Consider angles of repose, as if to conjure the body intimating poolside poses or reclining on the sand along some tropical shore.  The new show by the same name, “Angles of Repose,” by Connie Zehr at Track 16 Gallery in Santa Monica, California, evokes such languid and leisurely activity. The two-room installation of Zehr’s photos and trademark sand pieces exist fittingly in the two-person exhibition, the other half of the space consumed by Bruria Finkel’s complementary paintings and installation, “The Complete Aleph Series.”

Zehr’s titles, like her, are always thoughtful, concise, and belying the profoundness of the art and aura they encompass.  The photographs — inkjets mounted onto aluminum — are of earlier sand installations and are befitting the current format of most of Zehr’s recent shows.  She has displayed these elegant large-scale photographs alongside her floor works for well over ten years now.  Floor works by nature are highly anticipatory. The viewer always expects something new, different, bigger, and perhaps better when they know they will encounter something amassing the entire floor of a large gallery.  You know you won’t just be looking at the walls, and that’s exciting.  Somehow, the floor is a notion not lost on gallery and museum crowds that still hold its novelty.  Zehr’s “Angles of Repose” does not disappoint.

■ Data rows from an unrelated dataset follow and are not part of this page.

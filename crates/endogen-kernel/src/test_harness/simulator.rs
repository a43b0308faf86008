//! Growth simulator
//!
//! Drives one engine per template × selection combination with a fixed seed
//! and checks the growth invariants after every step.

use crate::config::ModelConfig;
use crate::engine::{GrowthEngine, StepOutcome};
use crate::network::SCORE_ATTRIBUTE;
use crate::score::ScoreKind;
use crate::select::SelectKind;
use crate::template::TemplateKind;
use crate::types::{Evaluation, NodeId};
use rand::{rngs::StdRng, SeedableRng};
use std::collections::BTreeMap;

/// Simulator configuration
#[derive(Debug, Clone)]
pub struct SimulatorConfig {
    /// Random seed for reproducibility
    pub seed: u64,
    /// Seed network size; raised to the template minimum where needed
    pub initial_size: usize,
    /// Real node count each run grows to
    pub target_size: usize,
    pub templates: Vec<TemplateKind>,
    pub selections: Vec<SelectKind>,
    pub score: ScoreKind,
    pub evaluation: Evaluation,
    /// Re-run each combination and compare fingerprints
    pub check_reproducibility: bool,
    pub stop_on_first_violation: bool,
}

impl Default for SimulatorConfig {
    fn default() -> Self {
        Self {
            seed: 42,
            initial_size: 3,
            target_size: 12,
            templates: TemplateKind::ALL.to_vec(),
            selections: vec![
                SelectKind::Random,
                SelectKind::Greedy,
                SelectKind::Weighted { gamma: 1.0 },
                SelectKind::Softmax { gamma: 2.0 },
            ],
            score: ScoreKind::default(),
            evaluation: Evaluation::Local,
            check_reproducibility: true,
            stop_on_first_violation: false,
        }
    }
}

/// A violation detected during simulation
#[derive(Debug, Clone)]
pub enum Violation {
    /// Engine refused to build or to step
    EngineError { label: String, step: usize, error: String },
    /// Invariant was violated
    Invariant(InvariantViolation),
}

#[derive(Debug, Clone)]
pub struct InvariantViolation {
    pub label: String,
    pub step: usize,
    pub check: InvariantCheck,
    pub details: String,
}

/// Types of invariant checks
#[derive(Debug, Clone, Copy, PartialEq, Eq, PartialOrd, Ord)]
pub enum InvariantCheck {
    OneNodePerStep,
    NoCandidateLeakage,
    NetworkIsSimple,
    JoinMirrorsPosition,
    SnapshotPerNode,
    SnapshotsAreImmutable,
    ScoresSumToOne,
    HashChainIsUnbroken,
    SeedReproducible,
}

/// Statistics collected during simulation
#[derive(Debug, Clone, Default)]
pub struct RunStats {
    pub runs: usize,
    pub steps: u64,
    pub failed_runs: usize,
    pub checks: BTreeMap<String, u64>,
}

/// Final state of one combination.
#[derive(Debug, Clone)]
pub struct RunSummary {
    pub label: String,
    pub nodes: usize,
    pub edges: usize,
    pub pending: usize,
    pub fingerprint: String,
}

/// Final report from the simulator
#[derive(Debug, Clone)]
pub struct SimulatorReport {
    pub config: SimulatorConfig,
    pub stats: RunStats,
    pub violations: Vec<Violation>,
    pub runs: Vec<RunSummary>,
}

impl SimulatorReport {
    pub fn passed(&self) -> bool {
        self.violations.is_empty()
    }

    pub fn generate_text(&self) -> String {
        let mut report = String::new();

        report.push_str("=== Growth Simulator Report ===\n\n");
        report.push_str(&format!("Seed: {}\n", self.config.seed));
        report.push_str(&format!("Target size: {}\n", self.config.target_size));
        report.push_str(&format!("Runs: {}\n", self.stats.runs));
        report.push_str(&format!("Steps: {}\n", self.stats.steps));
        report.push_str(&format!("Failed runs: {}\n", self.stats.failed_runs));
        report.push_str(&format!("Violations: {}\n", self.violations.len()));

        if !self.runs.is_empty() {
            report.push_str("\n=== Runs ===\n");
            for run in &self.runs {
                report.push_str(&format!(
                    "{:<28} nodes={:<4} edges={:<5} pending={:<6} {}\n",
                    run.label,
                    run.nodes,
                    run.edges,
                    run.pending,
                    &run.fingerprint[..run.fingerprint.len().min(12)]
                ));
            }
        }

        if !self.violations.is_empty() {
            report.push_str("\n=== Violations ===\n");
            for (i, v) in self.violations.iter().enumerate() {
                report.push_str(&format!("{}. {:?}\n", i + 1, v));
            }
        }

        report.push_str(&format!(
            "\n=== Result: {} ===\n",
            if self.passed() { "PASS" } else { "FAIL" }
        ));

        report
    }
}

/// Run the growth simulator
pub fn run_simulator(config: SimulatorConfig) -> SimulatorReport {
    let mut stats = RunStats::default();
    let mut violations = Vec::new();
    let mut runs = Vec::new();

    'combinations: for &template in &config.templates {
        for &select in &config.selections {
            let model = ModelConfig::new()
                .with_initial_size(config.initial_size.max(template.min_seed_size()))
                .with_template(template)
                .with_score(config.score)
                .with_select(select)
                .with_evaluation(config.evaluation);
            let label = model.label();
            stats.runs += 1;

            let before = violations.len();
            match simulate_run(&model, &config, &mut stats, &mut violations) {
                Some(engine) => {
                    if config.check_reproducibility {
                        check_reproducible(&engine, &model, &config, &mut violations);
                    }
                    let network = engine.network();
                    runs.push(RunSummary {
                        label,
                        nodes: network.node_count(),
                        edges: network.edge_count(),
                        pending: engine.adjacent_possible().len(),
                        fingerprint: engine
                            .latest_snapshot()
                            .map(|s| s.fingerprint().to_string())
                            .unwrap_or_default(),
                    });
                }
                None => stats.failed_runs += 1,
            }

            if config.stop_on_first_violation && violations.len() > before {
                break 'combinations;
            }
        }
    }

    SimulatorReport {
        config,
        stats,
        violations,
        runs,
    }
}

fn simulate_run(
    model: &ModelConfig,
    config: &SimulatorConfig,
    stats: &mut RunStats,
    violations: &mut Vec<Violation>,
) -> Option<GrowthEngine> {
    let label = model.label();
    let mut engine = match GrowthEngine::new(model.clone()) {
        Ok(engine) => engine,
        Err(e) => {
            violations.push(Violation::EngineError {
                label,
                step: 0,
                error: e.to_string(),
            });
            return None;
        }
    };
    let mut rng = StdRng::seed_from_u64(config.seed);
    let mut fingerprints: Vec<String> = engine
        .snapshots()
        .iter()
        .map(|s| s.fingerprint().to_string())
        .collect();

    while engine.network().node_count() < config.target_size {
        let step = engine.network().node_count();
        let outcome = match engine.step(&mut rng) {
            Ok(outcome) => outcome,
            Err(e) => {
                violations.push(Violation::EngineError {
                    label,
                    step,
                    error: e.to_string(),
                });
                return None;
            }
        };
        stats.steps += 1;

        let found = GrowthInvariants::check_all(&engine, &outcome, step, &fingerprints);
        for check in GrowthInvariants::CHECKED {
            *stats.checks.entry(format!("{check:?}")).or_insert(0) += 1;
        }
        for (check, details) in found {
            violations.push(Violation::Invariant(InvariantViolation {
                label: label.clone(),
                step,
                check,
                details,
            }));
        }

        if let Some(latest) = engine.latest_snapshot() {
            fingerprints.push(latest.fingerprint().to_string());
        }
    }

    Some(engine)
}

fn check_reproducible(
    engine: &GrowthEngine,
    model: &ModelConfig,
    config: &SimulatorConfig,
    violations: &mut Vec<Violation>,
) {
    let mut rng = StdRng::seed_from_u64(config.seed);
    let replay = GrowthEngine::new(model.clone())
        .and_then(|mut e| e.grow(config.target_size, &mut rng).map(|_| e));
    let diverged = match replay {
        Ok(replay) => replay
            .snapshots()
            .iter()
            .zip(engine.snapshots())
            .position(|(a, b)| a.fingerprint() != b.fingerprint()),
        Err(e) => {
            violations.push(Violation::EngineError {
                label: model.label(),
                step: 0,
                error: format!("replay failed: {e}"),
            });
            return;
        }
    };
    if let Some(step) = diverged {
        violations.push(Violation::Invariant(InvariantViolation {
            label: model.label(),
            step,
            check: InvariantCheck::SeedReproducible,
            details: "replay with the same seed produced a different snapshot".to_string(),
        }));
    }
}

/// Growth invariant checks
pub struct GrowthInvariants;

impl GrowthInvariants {
    /// Checks run after every step.
    pub const CHECKED: [InvariantCheck; 8] = [
        InvariantCheck::OneNodePerStep,
        InvariantCheck::NoCandidateLeakage,
        InvariantCheck::NetworkIsSimple,
        InvariantCheck::JoinMirrorsPosition,
        InvariantCheck::SnapshotPerNode,
        InvariantCheck::SnapshotsAreImmutable,
        InvariantCheck::ScoresSumToOne,
        InvariantCheck::HashChainIsUnbroken,
    ];

    /// Check every invariant after the step that started with `before` real
    /// nodes. `fingerprints` holds the snapshot fingerprints seen so far.
    pub fn check_all(
        engine: &GrowthEngine,
        outcome: &StepOutcome,
        before: usize,
        fingerprints: &[String],
    ) -> Vec<(InvariantCheck, String)> {
        let mut found = Vec::new();
        let network = engine.network();
        let n = network.node_count();

        if n != before + 1 || outcome.node != NodeId(before) {
            found.push((
                InvariantCheck::OneNodePerStep,
                format!("expected node {before} and {} nodes, got {} and {n}", before + 1, outcome.node),
            ));
        }

        let expected: Vec<NodeId> = (0..n).map(NodeId).collect();
        if network.nodes() != expected {
            found.push((
                InvariantCheck::NoCandidateLeakage,
                format!("real network holds ids {:?}", network.nodes()),
            ));
        }

        if !network.is_simple() {
            found.push((InvariantCheck::NetworkIsSimple, "self loop present".to_string()));
        }

        let sources: Vec<NodeId> = network.in_edges(outcome.node).into_iter().map(|(s, _)| s).collect();
        let targets: Vec<NodeId> = network.out_edges(outcome.node).into_iter().map(|(_, t)| t).collect();
        let (want_sources, want_targets) = outcome.position.canonical();
        if sources != want_sources || targets != want_targets {
            found.push((
                InvariantCheck::JoinMirrorsPosition,
                format!("node {} wired {sources:?} -> {targets:?}, position {}", outcome.node, outcome.position),
            ));
        }

        let snapshots = engine.snapshots();
        if snapshots.len() != n {
            found.push((
                InvariantCheck::SnapshotPerNode,
                format!("{} snapshots for {n} nodes", snapshots.len()),
            ));
        }

        if let Some(index) = fingerprints
            .iter()
            .zip(snapshots)
            .position(|(fp, s)| fp != s.fingerprint())
        {
            found.push((
                InvariantCheck::SnapshotsAreImmutable,
                format!("snapshot {index} changed after commit"),
            ));
        }

        if matches!(
            engine.config().score,
            ScoreKind::Uniform | ScoreKind::Influence { .. }
        ) {
            let total: f64 = network
                .node_attributes(SCORE_ATTRIBUTE)
                .map(|scores| scores.values().sum())
                .unwrap_or_default();
            if (total - 1.0).abs() > 1e-6 {
                found.push((InvariantCheck::ScoresSumToOne, format!("scores sum to {total}")));
            }
        }

        if let Err(e) = engine.log().verify_integrity() {
            found.push((InvariantCheck::HashChainIsUnbroken, e.to_string()));
        }

        found
    }
}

Knowing more or less what to expect — I was a student of Zehr’s at Claremont Graduate University when it was still intimately called a graduate “school” — I was still taken aback by the expanse of this new work.  Simple, spare and relatively low compared to some earlier works, “Repose” is a system of circles poured onto the floor and further flattened by the spinning of a long metal rod over them.  Half regular west coast garden variety sand, half exotic pacific southwest bright orange silica, the piece could be a giant melting 50-50 ice cream bar with a metal Popsicle stick floating on its thawed stickiness. Still, the color and the shape and the metallic schism refresh the memory of older works in a calming and reassuring way.  Synthesis, always a staple of an established artist’s evolution, cries out with vibrant color, yet in most subdued fashion, even with an important element of surprise hanging about in the corner.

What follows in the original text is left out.